And I don’t mean the climate control in your car or home. Everyone, even characters, need a comfortable setting to retreat to or recover in. So what are your comfortable settings? If you’re a writer, what settings do your prefer to create to give your characters comfort? Readers, what are the comfortable settings that stick in your memory.
I think part of the appeal of the Sherlock Holmes stories is his apartment on Baker Street. No matter how harrowing the mystery, Holmes and Watson can return to Baker Street with its inviting hearth, cozy chairs, and eccentric decorations, like the Persian slipper that holds Holmes’s tobacco. Although all the tobacco smoke would force me to leave the apartment if I wasn’t stopping by for a literary visit.
For my YA mystery, I needed a comfortable setting for main character, Rae. She’s just discovered her father and his family, so I made the farmhouse where her dad lives with her three half-brothers and her grandmother Rae’s comfort place. I modeled sections of the house on my maternal grandparents’ home, which was my comfort setting in reality.
Your turn.
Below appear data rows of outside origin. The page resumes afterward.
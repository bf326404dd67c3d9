//! Per-instance snapshot cell.
//!
//! A [`SnapshotContainer`] holds the current readable snapshot of one index
//! instance plus a `deleted` flag, and serialises publish against destroy.
//! The lock is held only long enough to clone or swap the snapshot; no slice
//! call ever happens under it.

use std::time::{SystemTime, UNIX_EPOCH};

use parking_lot::Mutex;

use kestrel_common::timestamp::TsVector;

use crate::snapshot::IndexSnapshot;

struct ContainerInner {
    current: IndexSnapshot,
    deleted: bool,
}

pub struct SnapshotContainer {
    inner: Mutex<ContainerInner>,
    creation_time: u64,
}

impl SnapshotContainer {
    pub fn new(initial: IndexSnapshot) -> Self {
        SnapshotContainer {
            inner: Mutex::new(ContainerInner {
                current: initial,
                deleted: false,
            }),
            creation_time: SystemTime::now()
                .duration_since(UNIX_EPOCH)
                .map(|d| d.as_nanos() as u64)
                .unwrap_or(0),
        }
    }

    pub fn creation_time(&self) -> u64 {
        self.creation_time
    }

    /// Clone of the current snapshot, bumping slice refcounts. `None` when
    /// the container belongs to a deleted instance.
    pub fn clone_current(&self) -> Option<IndexSnapshot> {
        let inner = self.inner.lock();
        if inner.deleted {
            return None;
        }
        Some(inner.current.clone_snapshot())
    }

    /// Timestamp of the current snapshot.
    pub fn current_ts(&self) -> TsVector {
        self.inner.lock().current.ts.clone()
    }

    /// Swap in a new snapshot. The previous one is dropped under the lock,
    /// releasing its slice references. Returns false (and releases `next`)
    /// when the container was already marked deleted.
    pub fn publish(&self, next: IndexSnapshot) -> bool {
        let mut inner = self.inner.lock();
        if inner.deleted {
            return false;
        }
        inner.current = next;
        true
    }

    /// Mark the container deleted and release the current snapshot's
    /// references, replacing it with `tombstone` (an epoch placeholder).
    pub fn mark_deleted(&self, tombstone: IndexSnapshot) {
        let mut inner = self.inner.lock();
        inner.current = tombstone;
        inner.deleted = true;
    }

    pub fn is_deleted(&self) -> bool {
        self.inner.lock().deleted
    }

    /// Run `f` with the current snapshot under the container lock. Used by
    /// merge validation, which must see a stable pair of containers.
    pub fn with_current<R>(&self, f: impl FnOnce(&IndexSnapshot, bool) -> R) -> R {
        let inner = self.inner.lock();
        f(&inner.current, inner.deleted)
    }
}

#[cfg(test)]
mod tests {
    use super::*;
    use crate::mem::MemSlice;
    use crate::slice::Slice;
    use crate::snapshot::{PartitionSnapshot, SliceSnapshot};
    use kestrel_common::timestamp::SnapshotType;
    use kestrel_common::types::{InstanceId, KeyspaceId, PartitionId, SliceId};
    use std::collections::HashMap;

    async fn snapshot_with_slice(seq: u64) -> (std::sync::Arc<MemSlice>, IndexSnapshot) {
        let slice = MemSlice::new(SliceId(0));
        let mut ts = TsVector::new(KeyspaceId::new("b"), 1);
        ts.seqnos = vec![seq];
        ts.snap_type = SnapshotType::Disk;
        let info = slice.new_snapshot(&ts, true).await.unwrap();
        let h = slice.open_snapshot(&info).await.unwrap();
        let mut ps = PartitionSnapshot::new(PartitionId(0));
        ps.slices.insert(SliceId(0), SliceSnapshot::new(SliceId(0), h));
        let mut partitions = HashMap::new();
        partitions.insert(PartitionId(0), ps);
        (slice, IndexSnapshot::new(InstanceId(1), ts, partitions, 1))
    }

    fn epoch(inst: InstanceId) -> IndexSnapshot {
        IndexSnapshot::epoch(inst, TsVector::new(KeyspaceId::new("b"), 1), 0)
    }

    #[tokio::test]
    async fn test_publish_releases_previous() {
        let (slice_a, snap_a) = snapshot_with_slice(5).await;
        let (slice_b, snap_b) = snapshot_with_slice(9).await;
        let c = SnapshotContainer::new(snap_a);
        assert_eq!(slice_a.total_snapshot_refs(), 1);

        assert!(c.publish(snap_b));
        assert_eq!(slice_a.total_snapshot_refs(), 0);
        assert_eq!(slice_b.total_snapshot_refs(), 1);
        assert_eq!(c.current_ts().seqnos, vec![9]);
    }

    #[tokio::test]
    async fn test_clone_current_bumps_refs() {
        let (slice, snap) = snapshot_with_slice(5).await;
        let c = SnapshotContainer::new(snap);
        let clone = c.clone_current().unwrap();
        assert_eq!(slice.total_snapshot_refs(), 2);
        drop(clone);
        assert_eq!(slice.total_snapshot_refs(), 1);
    }

    #[tokio::test]
    async fn test_deleted_container_rejects_reads_and_publishes() {
        let (slice, snap) = snapshot_with_slice(5).await;
        let c = SnapshotContainer::new(snap);
        c.mark_deleted(epoch(InstanceId(1)));
        assert!(c.is_deleted());
        assert_eq!(slice.total_snapshot_refs(), 0);
        assert!(c.clone_current().is_none());

        let (slice_b, snap_b) = snapshot_with_slice(9).await;
        assert!(!c.publish(snap_b));
        // The rejected snapshot was dropped, releasing its references.
        assert_eq!(slice_b.total_snapshot_refs(), 0);
    }
}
What are your comfort settings?
I had my main character find comfort in her old bedroom, which her younger sister has taken over. The main character could relax better there because she always liked how the tree branches sounded outside that room and she was so used to the house sounds from her old bedroom. Even though I’m grown with a house of my own, I still like bopping into my old bedroom when I visit my parents.
What a great way to incorporate your real-life experience into your fiction!